Horácio Tomizawa De Bonis, por outro lado, já está se preparando para começar a vender também CDs usados na Sonic Discos. Segundo ele, uma boa alternativa porque o preço caiu muito em relação ao vinil importado, por exemplo. “Eu tenho muita coisa em CD que não foi lançada em vinil e muita coisa em vinil que não foi lançada em CD, então eu mantenho as duas mídias como colecionador”, comenta o empresário, destacando que o mais importante, no fim das contas, sempre é a música. “A música vem em primeiro lugar. Se o cara está feliz ou o cara não tem condições de comprar LP ou CD, está okay, que ouça em MP3, porque o que importa é o prazer da música.”

Uma trajetória musical retrata a indústria fonográfica


A trajetória de Horácio Tomizawa De Bonis, curiosamente, de certa forma retrata toda essa história da indústria fonográfica. Paulistano e desde 1991 em Curitiba, ele abriu ainda no início dos anos 1990 uma loja de discos na capital paranaense, a 801 Discos, que funcionou entre 1991 e 1999. Inicialmente, o estabelecimento trabalhava principalmente com LPs, mas na medida em que os CDs foram ganhando mais mercado, a loja foi se adaptando. “Depois, minha loja se transformou numa loja de CDs, mas nunca deixou de ter vinil, usados e novos”, conta ele, relatando que em 1999 fechou o estabelecimento por conta do início da era das Mega Stores de música na cidade.

Enquanto a mídia digital avançava, Horácio seguiu trabalhando vendendo alguns LPs e CDs para clientes fiéis, muitos dos quais acabaram se tornando seus amigos. “Fazia em casa mesmo, home office já existia para mim de 1999 a 2015”, brinca ele, que em 2015 decidiu voltar a ter uma loja física, inaugurando a Sonic Discos, que recentemente celebrou seu sétimo aniversário. “1º de agosto fez sete anos da loja, mas neste espaço estamos há cinco meses. A loja anterior tinha um quarto do tamanho da loja atual e estamos com uma coisa bem diversificada, com discos de R$ 35 a R$ 350. Tem um pouco de tudo”, relata.
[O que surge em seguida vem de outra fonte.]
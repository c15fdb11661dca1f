/*!
 * Provider implementations for different completion services.
 *
 * This module contains client implementations for various LLM providers:
 * - Ollama: Local LLM server
 * - OpenAI: OpenAI API integration (also covers OpenAI-compatible endpoints)
 * - Anthropic: Anthropic API integration
 *
 * Each client owns its credential handling and request shaping, and applies
 * bounded retry with exponential backoff at this boundary so the pipeline's
 * resumability contract stays independent of retry policy. The pipeline
 * itself only sees the [`crate::translation::core::Completion`] capability.
 */

pub mod anthropic;
pub mod mock;
pub mod ollama;
pub mod openai;
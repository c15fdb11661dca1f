/*!
 * Token budgeting and document chunking.
 *
 * This module computes a per-chunk token budget for a document and splits
 * the document into an ordered sequence of token-bounded chunks. Splitting
 * is recursive and separator-aware (paragraph, then line, then sentence,
 * then word) with zero overlap, and concatenating the chunks in order
 * reconstructs the input exactly.
 */

use std::sync::Arc;

use log::warn;
use serde::{Deserialize, Serialize};
use tiktoken_rs::CoreBPE;

use crate::errors::{ConfigError, SplitError};

/// Separator ladder used by the recursive splitter, coarsest first.
const SEPARATORS: [&str; 4] = ["\n\n", "\n", ". ", " "];

/// Tokenizer encoding identifier.
///
/// Token counts are deterministic for a fixed encoding, which the cache
/// relies on across resumed runs.
#[derive(Debug, Clone, Copy, PartialEq, Eq, Default, Serialize, Deserialize)]
#[serde(rename_all = "snake_case")]
pub enum TokenEncoding {
    /// The o200k_base encoding (GPT-4o family)
    #[default]
    O200kBase,
    /// The cl100k_base encoding (GPT-4 family)
    Cl100kBase,
}

impl std::str::FromStr for TokenEncoding {
    type Err = ConfigError;

    fn from_str(s: &str) -> Result<Self, Self::Err> {
        match s.trim().to_lowercase().as_str() {
            "o200k" | "o200k_base" => Ok(Self::O200kBase),
            "cl100k" | "cl100k_base" => Ok(Self::Cl100kBase),
            other => Err(ConfigError::Tokenizer(format!(
                "unknown encoding: {}",
                other
            ))),
        }
    }
}

/// Token counter over a tiktoken BPE encoding.
pub struct TokenCounter {
    bpe: CoreBPE,
}

impl TokenCounter {
    /// Create a counter for the given encoding.
    ///
    /// BPE construction is relatively expensive, so callers should create
    /// one counter per process and share it.
    pub fn new(encoding: TokenEncoding) -> Result<Self, ConfigError> {
        let bpe = match encoding {
            TokenEncoding::O200kBase => tiktoken_rs::o200k_base(),
            TokenEncoding::Cl100kBase => tiktoken_rs::cl100k_base(),
        }
        .map_err(|e| ConfigError::Tokenizer(e.to_string()))?;

        Ok(Self { bpe })
    }

    /// Count the tokens in a string.
    pub fn count(&self, text: &str) -> usize {
        self.bpe.encode_with_special_tokens(text).len()
    }
}

/// Compute the target chunk size for a document.
///
/// Aims for chunks of roughly equal size rather than maximally packing
/// chunks to the limit, keeping per-call latency and context windows
/// comparable across the document.
///
/// Returns `token_count` unchanged when the whole document fits within the
/// limit, and `0` for an empty document (callers treat that as "no chunks").
pub fn compute_chunk_size(token_count: usize, token_limit: usize) -> Result<usize, ConfigError> {
    if token_limit == 0 {
        return Err(ConfigError::InvalidTokenLimit(token_limit));
    }

    if token_count <= token_limit {
        return Ok(token_count);
    }

    let num_chunks = token_count.div_ceil(token_limit);
    let mut chunk_size = token_count / num_chunks;

    let remaining_tokens = token_count % token_limit;
    if remaining_tokens > 0 {
        chunk_size += remaining_tokens / num_chunks;
    }

    Ok(chunk_size)
}

/// An ordered, token-bounded slice of the source document.
///
/// `index` is the chunk's position in document order and the join key
/// across all three translation stages.
#[derive(Debug, Clone, PartialEq, Eq)]
pub struct Chunk {
    /// Position in document order
    pub index: usize,
    /// The chunk text, separators included
    pub text: String,
}

impl Chunk {
    /// Create a new chunk.
    pub fn new(index: usize, text: impl Into<String>) -> Self {
        Self {
            index,
            text: text.into(),
        }
    }
}

/// Policy for atomic units whose token count alone exceeds the budget.
#[derive(Debug, Clone, Copy, PartialEq, Eq, Default)]
pub enum OversizedPolicy {
    /// Emit the unit as its own oversized chunk and log a warning
    #[default]
    Emit,
    /// Fail the split with [`SplitError::OversizedChunk`]
    Fail,
}

/// Recursive, separator-aware document splitter.
///
/// Guarantees: chunk order equals source order, chunks never overlap, and
/// concatenating all chunk texts reproduces the input byte-for-byte. A
/// chunk only exceeds the budget when a single atomic unit does (see
/// [`OversizedPolicy`]); text is never cut mid-token.
pub struct Chunker {
    counter: Arc<TokenCounter>,
    policy: OversizedPolicy,
}

impl Chunker {
    /// Create a chunker sharing the given token counter.
    pub fn new(counter: Arc<TokenCounter>) -> Self {
        Self {
            counter,
            policy: OversizedPolicy::default(),
        }
    }

    /// Set the policy for oversized atomic units.
    pub fn with_policy(mut self, policy: OversizedPolicy) -> Self {
        self.policy = policy;
        self
    }

    /// The shared token counter.
    pub fn counter(&self) -> &TokenCounter {
        &self.counter
    }

    /// Split `text` into chunks of at most `chunk_size` tokens.
    ///
    /// An empty input (or a zero budget, which only arises from an empty
    /// input) yields an empty sequence; downstream stages treat that as
    /// nothing to translate.
    pub fn split(&self, text: &str, chunk_size: usize) -> Result<Vec<Chunk>, SplitError> {
        if text.is_empty() || chunk_size == 0 {
            return Ok(Vec::new());
        }

        let pieces = self.split_recursive(text, chunk_size, &SEPARATORS);

        let mut chunks = Vec::with_capacity(pieces.len());
        for (index, piece) in pieces.into_iter().enumerate() {
            let tokens = self.counter.count(&piece);
            if tokens > chunk_size {
                match self.policy {
                    OversizedPolicy::Emit => {
                        warn!(
                            "Chunk {} is an atomic unit of {} tokens, over the budget of {}",
                            index, tokens, chunk_size
                        );
                    }
                    OversizedPolicy::Fail => {
                        return Err(SplitError::OversizedChunk {
                            index,
                            tokens,
                            limit: chunk_size,
                        });
                    }
                }
            }
            chunks.push(Chunk::new(index, piece));
        }

        Ok(chunks)
    }

    /// Split on the coarsest separator that helps, recursing into fragments
    /// that are still over budget, then greedily re-merge neighbours.
    fn split_recursive(&self, text: &str, chunk_size: usize, separators: &[&str]) -> Vec<String> {
        if self.counter.count(text) <= chunk_size {
            return vec![text.to_string()];
        }

        let Some((separator, rest)) = separators.split_first() else {
            // Atomic unit over the limit; the caller applies the policy.
            return vec![text.to_string()];
        };

        let fragments = split_keep_separator(text, separator);
        if fragments.len() <= 1 {
            return self.split_recursive(text, chunk_size, rest);
        }

        let mut pieces = Vec::new();
        for fragment in fragments {
            if self.counter.count(&fragment) > chunk_size {
                pieces.extend(self.split_recursive(&fragment, chunk_size, rest));
            } else {
                pieces.push(fragment);
            }
        }

        self.merge_adjacent(pieces, chunk_size)
    }

    /// Greedily merge adjacent pieces while the result stays within budget.
    fn merge_adjacent(&self, pieces: Vec<String>, chunk_size: usize) -> Vec<String> {
        let mut merged: Vec<String> = Vec::with_capacity(pieces.len());

        for piece in pieces {
            match merged.last_mut() {
                Some(last) if self.counter.count(&format!("{}{}", last, piece)) <= chunk_size => {
                    last.push_str(&piece);
                }
                _ => merged.push(piece),
            }
        }

        merged
    }
}

/// Split `text` on `separator`, keeping the separator attached to the
/// preceding fragment so that concatenation is lossless.
fn split_keep_separator(text: &str, separator: &str) -> Vec<String> {
    let mut fragments = Vec::new();
    let mut rest = text;

    while let Some(pos) = rest.find(separator) {
        let end = pos + separator.len();
        fragments.push(rest[..end].to_string());
        rest = &rest[end..];
    }

    if !rest.is_empty() {
        fragments.push(rest.to_string());
    }

    fragments
}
A Sonic Discos fica na Rua Comendador Araújo, 143, loja 15, no Executive Center Everest. O telefone (e WhatsApp) para contato é o (41) 3324-2546 e também é possível acompanhar o trabalho da empresa pelas redes sociais: o Instagram é @sonic_discos.


Curitiba tem a maior feira do Sul do Brasil; evento acontece neste final de semana


Amanhã vai rolar a 16ª Feira Nacional Curitiba Vinil, a maior feira de discos de vinil do sul do país. O evento, que é gratuito, acontece na galeria A Travessa David Olympio Carneiro, no centro de Curitiba (R. Treze de Maio, 439), das 9 às 18 horas, e reunirá mais de 30 expositores de vários estados com discos nacionais, importados, lacrados ou prensagens originais de época. As fitas assete e os CD’s também marcarão presença, assim como camisetas temáticas do universo da música e cultura em geral.

Um dos organizadores do evento, Ronald Gel conta que a feira tem crescido exponencialmente desde sua criação, há sete anos. Em suas primeiras edições, a Curitiba Vinil reuniu entre 100 e 200 pessoas. Hoje, o evento tem um giro de 1 mil a 1,5 mil pessoas. “Foi exponencial o aumento da procura, agora é 10 vezes mais gente do que lá atrás”, afirma Ronald, comentando ainda que a expectativa é boa para o final de semana. “Setembro e dezembro são as melhores datas, pessoal com mais poder aquisitivo, dinheiro extra para gastar com colecionismo. Esperamos movimento muito bom na feira.”